I had a problem using a function predict()for a model mgcv::gam(training) in a new (test) dataset. The problem arises from the mrfsmooth one that I integrated to account for the spatial nature of my data.
I use the following call to create my GAM model
## Run GAM with MRF
m <- gam(crime ~ s(district,k=nrow(traindata),
bs ='mrf',xt=list(nb=nbtrain)), #define MRF smooth
data = traindata,
method = 'REML',
family = scat(), #fit scaled t distribution
gamma = 1.4
)
where I predict the dependent variable crimeusing the neighborhood structure, is analyzed in the model in an argument with smooth terms xt. The neighborhood structure comes as an object nbthat I created using a function poly2nb().
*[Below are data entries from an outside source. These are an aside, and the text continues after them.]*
//! `frankenstyle`: inspect a site's component registry and maintain its
//! alternative cache artifact.

mod commands;

use std::path::PathBuf;

use clap::{Parser, Subcommand};

#[derive(Parser, Debug)]
#[command(name = "frankenstyle", version, about = "Component registry admin tool")]
struct Args {
    /// Configuration file (TOML)
    #[arg(long, global = true, env = "FRANKENSTYLE_CONFIG", value_name = "PATH")]
    config: Option<PathBuf>,

    /// Site root; overrides `dirroot` from the configuration file
    #[arg(long, global = true, value_name = "DIR")]
    dirroot: Option<PathBuf>,

    #[command(subcommand)]
    command: Command,
}

#[derive(Subcommand, Debug)]
enum Command {
    /// Regenerate the alternative component cache file from a fresh scan
    Build {
        /// Write here instead of `alternative_component_cache`
        #[arg(long, value_name = "PATH")]
        output: Option<PathBuf>,
    },
    /// Check the alternative component cache file against a fresh scan
    Verify {
        /// Check this file instead of `alternative_component_cache`
        #[arg(long, value_name = "PATH")]
        file: Option<PathBuf>,
    },
    /// List plugin types, or the plugins of one type
    List {
        plugintype: Option<String>,

        /// Print JSON instead of tab separated lines
        #[arg(long)]
        json: bool,
    },
    /// Resolve a class name to the file defining it
    Resolve { classname: String },
    /// Normalise a component name and locate its directory
    Component { name: String },
    /// Print the digest over core and every plugin version
    VersionsHash,
}

fn main() -> anyhow::Result<()> {
    frankenstyle_core::tracing::init_tracing();
    let args = Args::parse();
    let config = commands::load_config(args.config.as_deref(), args.dirroot.as_deref())?;

    let output = match args.command {
        Command::Build { output } => commands::build(&config, output.as_deref())?,
        Command::Verify { file } => commands::verify(&config, file.as_deref())?,
        Command::List { plugintype, json } => commands::list(&config, plugintype.as_deref(), json)?,
        Command::Resolve { classname } => commands::resolve(&config, &classname)?,
        Command::Component { name } => commands::component(&config, &name)?,
        Command::VersionsHash => commands::versions_hash(&config)?,
    };
    print!("{output}");
    Ok(())
}
//! All-versions digest.

mod common;

use common::{config, mkdir, plugin_version, set_core_version, site};
use frankenstyle_registry::ComponentRegistry;

#[test]
fn hash_is_stable() {
    let dir = site();
    let registry = ComponentRegistry::new(config(dir.path()));

    let first = registry.get_all_versions_hash().unwrap();
    assert_eq!(first.len(), 32);
    assert!(first.chars().all(|c| c.is_ascii_hexdigit()));
    assert_eq!(first, registry.get_all_versions_hash().unwrap());

    let other = ComponentRegistry::new(config(dir.path()));
    assert_eq!(first, other.get_all_versions_hash().unwrap());
}

#[test]
fn plugin_version_change_changes_hash() {
    let dir = site();
    let root = dir.path();
    let registry = ComponentRegistry::new(config(root));
    let before = registry.get_all_versions_hash().unwrap();

    plugin_version(root, "mod/forum", "plugin", "2015111700");
    assert_ne!(before, registry.get_all_versions_hash().unwrap());
}

#[test]
fn core_version_change_changes_hash() {
    let dir = site();
    let root = dir.path();
    let registry = ComponentRegistry::new(config(root));
    let before = registry.get_all_versions_hash().unwrap();

    set_core_version(root, "2015111601.00");
    assert_ne!(before, registry.get_all_versions_hash().unwrap());
}

#[test]
fn new_plugins_are_noticed_without_reset() {
    let dir = site();
    let root = dir.path();
    let registry = ComponentRegistry::new(config(root));
    let before = registry.get_all_versions_hash().unwrap();

    mkdir(root, "blocks/calendar_month");
    assert_ne!(before, registry.get_all_versions_hash().unwrap());
    assert!(!registry
        .get_plugin_list("block")
        .unwrap()
        .contains_key("calendar_month"));
}

#[test]
fn disabled_caches_use_snapshot_plugin_lists() {
    let dir = site();
    let root = dir.path();
    let mut cfg = config(root);
    cfg.cache_disable_all = Some(true);
    let registry = ComponentRegistry::new(cfg);
    let before = registry.get_all_versions_hash().unwrap();

    mkdir(root, "blocks/calendar_month");
    assert_eq!(before, registry.get_all_versions_hash().unwrap());

    plugin_version(root, "mod/assign/submission/file", "plugin", "2015111700");
    assert_ne!(before, registry.get_all_versions_hash().unwrap());
}
//! Canonical bytes and digests of a snapshot.
//!
//! Two builds over the same tree render to identical bytes, so comparing
//! digests is enough to decide whether an artifact is current.

use frankenstyle_core::errors::CacheResult;
use xxhash_rust::xxh3::xxh3_128;

use crate::snapshot::CacheSnapshot;

/// Canonical artifact bytes: pretty JSON with a trailing newline.
pub fn render(snapshot: &CacheSnapshot) -> CacheResult<Vec<u8>> {
    let mut bytes = serde_json::to_vec_pretty(snapshot)?;
    bytes.push(b'\n');
    Ok(bytes)
}

/// xxh3-128 digest as 32 lowercase hex digits.
pub fn hash_bytes(bytes: &[u8]) -> String {
    format!("{:032x}", xxh3_128(bytes))
}

/// Digest of the canonical rendering of `snapshot`.
pub fn content_hash(snapshot: &CacheSnapshot) -> CacheResult<String> {
    Ok(hash_bytes(&render(snapshot)?))
}

#[cfg(test)]
mod tests {
    use std::path::PathBuf;

    use super::*;

    #[test]
    fn digest_is_fixed_width_hex() {
        let digest = hash_bytes(b"");
        assert_eq!(digest.len(), 32);
        assert!(digest.chars().all(|c| c.is_ascii_hexdigit() && !c.is_ascii_uppercase()));
    }

    #[test]
    fn hash_tracks_content() {
        let mut snapshot = CacheSnapshot::default();
        let before = content_hash(&snapshot).unwrap();
        assert_eq!(before, content_hash(&snapshot.clone()).unwrap());

        snapshot
            .plugintypes
            .insert("mod".to_string(), PathBuf::from("/srv/site/mod"));
        assert_ne!(before, content_hash(&snapshot).unwrap());
    }
}
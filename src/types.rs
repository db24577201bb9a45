use derive_more::{Display, From, FromStr, Into};
use serde::{Deserialize, Serialize};
use serde_json::{Map, Value as JsonValue};
use ulid::Ulid;

/// Lifecycle state of the single session owned by a
/// [`SessionManager`](crate::SessionManager).
#[derive(Debug, Clone, Copy, PartialEq, Eq, Hash, Default, Serialize, Deserialize)]
#[serde(rename_all = "snake_case")]
pub enum SessionState {
    #[default]
    Unauthenticated,
    /// Redirected to the provider, waiting for the fragment to come back.
    Authenticating,
    Authenticated,
    /// Silent refresh in flight. Prior tokens stay readable.
    Refreshing,
}

impl std::fmt::Display for SessionState {
    fn fmt(&self, f: &mut std::fmt::Formatter<'_>) -> std::fmt::Result {
        f.write_str(match self {
            Self::Unauthenticated => "unauthenticated",
            Self::Authenticating => "authenticating",
            Self::Authenticated => "authenticated",
            Self::Refreshing => "refreshing",
        })
    }
}

/// Identifier of one authorization attempt.
///
/// A new one is minted for every `login()` and every silent refresh, so a
/// late result can be told apart from the attempt currently pending.
#[derive(
    Debug, Clone, Copy, PartialEq, Eq, Hash, Serialize, Deserialize, Display, FromStr, From, Into,
)]
#[serde(transparent)]
pub struct RequestId(pub Ulid);

impl RequestId {
    #[must_use]
    pub fn new() -> Self {
        Self(Ulid::new())
    }
}

impl Default for RequestId {
    fn default() -> Self {
        Self::new()
    }
}

/// OAuth2 `state` parameter (CSRF correlation token).
#[derive(Debug, Clone, PartialEq, Eq, Hash, Serialize, Deserialize, Display, From, Into)]
#[serde(transparent)]
pub struct StateToken(pub String);

impl StateToken {
    #[must_use]
    pub fn as_str(&self) -> &str {
        &self.0
    }
}

/// OIDC `nonce` parameter, echoed back inside the ID token.
#[derive(Debug, Clone, PartialEq, Eq, Hash, Serialize, Deserialize, Display, From, Into)]
#[serde(transparent)]
pub struct Nonce(pub String);

impl Nonce {
    #[must_use]
    pub fn as_str(&self) -> &str {
        &self.0
    }
}

/// Identity claims carried by a validated ID token.
#[derive(Debug, Clone, PartialEq, Default, Serialize, Deserialize)]
#[serde(transparent)]
pub struct Claims(Map<String, JsonValue>);

impl Claims {
    #[must_use]
    pub fn new(inner: Map<String, JsonValue>) -> Self {
        Self(inner)
    }

    /// Gets a claim value by key.
    #[must_use]
    pub fn get(&self, key: &str) -> Option<&JsonValue> {
        self.0.get(key)
    }

    /// Gets a string claim by key.
    #[must_use]
    pub fn get_str(&self, key: &str) -> Option<&str> {
        self.0.get(key).and_then(JsonValue::as_str)
    }

    #[must_use]
    pub fn subject(&self) -> Option<&str> {
        self.get_str("sub")
    }

    #[must_use]
    pub fn name(&self) -> Option<&str> {
        self.get_str("name")
    }

    #[must_use]
    pub fn preferred_username(&self) -> Option<&str> {
        self.get_str("preferred_username")
    }

    #[must_use]
    pub fn email(&self) -> Option<&str> {
        self.get_str("email")
    }

    /// Best display name for the signed-in user: `name`, then
    /// `preferred_username`, then `email`, then `sub`.
    #[must_use]
    pub fn display_name(&self) -> Option<&str> {
        self.name()
            .or_else(|| self.preferred_username())
            .or_else(|| self.email())
            .or_else(|| self.subject())
    }

    #[must_use]
    pub fn as_map(&self) -> &Map<String, JsonValue> {
        &self.0
    }
}
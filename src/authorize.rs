use serde::{Deserialize, Serialize};
use time::OffsetDateTime;
use url::Url;

use crate::config::OidcConfig;
use crate::discovery::ProviderMetadata;
use crate::nonce;
use crate::types::{Nonce, RequestId, StateToken};

/// Correlation record for an authorization request in flight.
///
/// The `state` sent to the provider must come back unchanged in the redirect;
/// the `nonce` must come back inside the ID token.
#[derive(Debug, Clone, PartialEq, Eq, Serialize, Deserialize)]
#[non_exhaustive]
pub struct PendingRequest {
    pub id: RequestId,
    pub state: StateToken,
    pub nonce: Nonce,
    #[serde(with = "time::serde::rfc3339")]
    pub created_at: OffsetDateTime,
}

impl PendingRequest {
    /// Mint a request with a fresh `state` and `nonce`.
    #[must_use]
    pub fn generate(now: OffsetDateTime) -> Self {
        Self {
            id: RequestId::new(),
            state: nonce::generate_state(),
            nonce: nonce::generate_nonce(),
            created_at: now,
        }
    }

    /// Whether a redirect's `state` belongs to this request.
    #[must_use]
    pub fn matches(&self, returned_state: Option<&str>) -> bool {
        returned_state == Some(self.state.as_str())
    }
}

/// Authorization URL to navigate the user agent to.
#[derive(Debug, Clone)]
#[non_exhaustive]
pub struct AuthorizationRequest {
    pub url: Url,
    pub request_id: RequestId,
    pub state: StateToken,
}

/// Which flavour of authorization request to build.
#[derive(Debug, Clone, Copy, PartialEq, Eq)]
pub(crate) enum Prompt {
    /// Interactive login in the main window.
    Interactive,
    /// Silent refresh: the provider must not show any UI.
    None,
}

/// Build the implicit-flow authorization URL for `pending`.
pub(crate) fn authorization_url(
    config: &OidcConfig,
    metadata: &ProviderMetadata,
    pending: &PendingRequest,
    prompt: Prompt,
) -> Url {
    let response_type = if config.requests_id_token() {
        "id_token token"
    } else {
        "token"
    };
    let redirect_uri = match prompt {
        Prompt::Interactive => config.redirect_uri(),
        Prompt::None => config.silent_refresh_redirect_uri(),
    };
    let scope = config.scopes().join(" ");

    let mut url = metadata.authorization_endpoint.clone();
    {
        let mut query = url.query_pairs_mut();
        query
            .append_pair("response_type", response_type)
            .append_pair("client_id", config.client_id())
            .append_pair("redirect_uri", redirect_uri.as_str())
            .append_pair("scope", &scope)
            .append_pair("state", pending.state.as_str())
            .append_pair("nonce", pending.nonce.as_str());
        if prompt == Prompt::None {
            query.append_pair("prompt", "none");
        }
        for (key, value) in config.custom_query_params() {
            query.append_pair(key, value);
        }
    }
    url
}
Now, if I want to use predict()testing in a new dataset, I don’t know how to pass the appropriate neighborhood structure to the call. Providing only new data
pred <- predict.gam(m,newdata=testdata)
produces the following error:
Error in predict.gam(m, newdata = testdata) :
7, 16, 20, 28, 35, 36, 37, 43 not in original fit
Here's a complete error reproduction using a Columbus dataset directly called from inside R:
require(mgcv)
require(spdep)
require(dplyr)
data(columb.polys)
columb.polys <- lapply(columb.polys,na.omit)
data(columb)
df <- data.frame(district=numeric(0),x=numeric(0),y= numeric(0))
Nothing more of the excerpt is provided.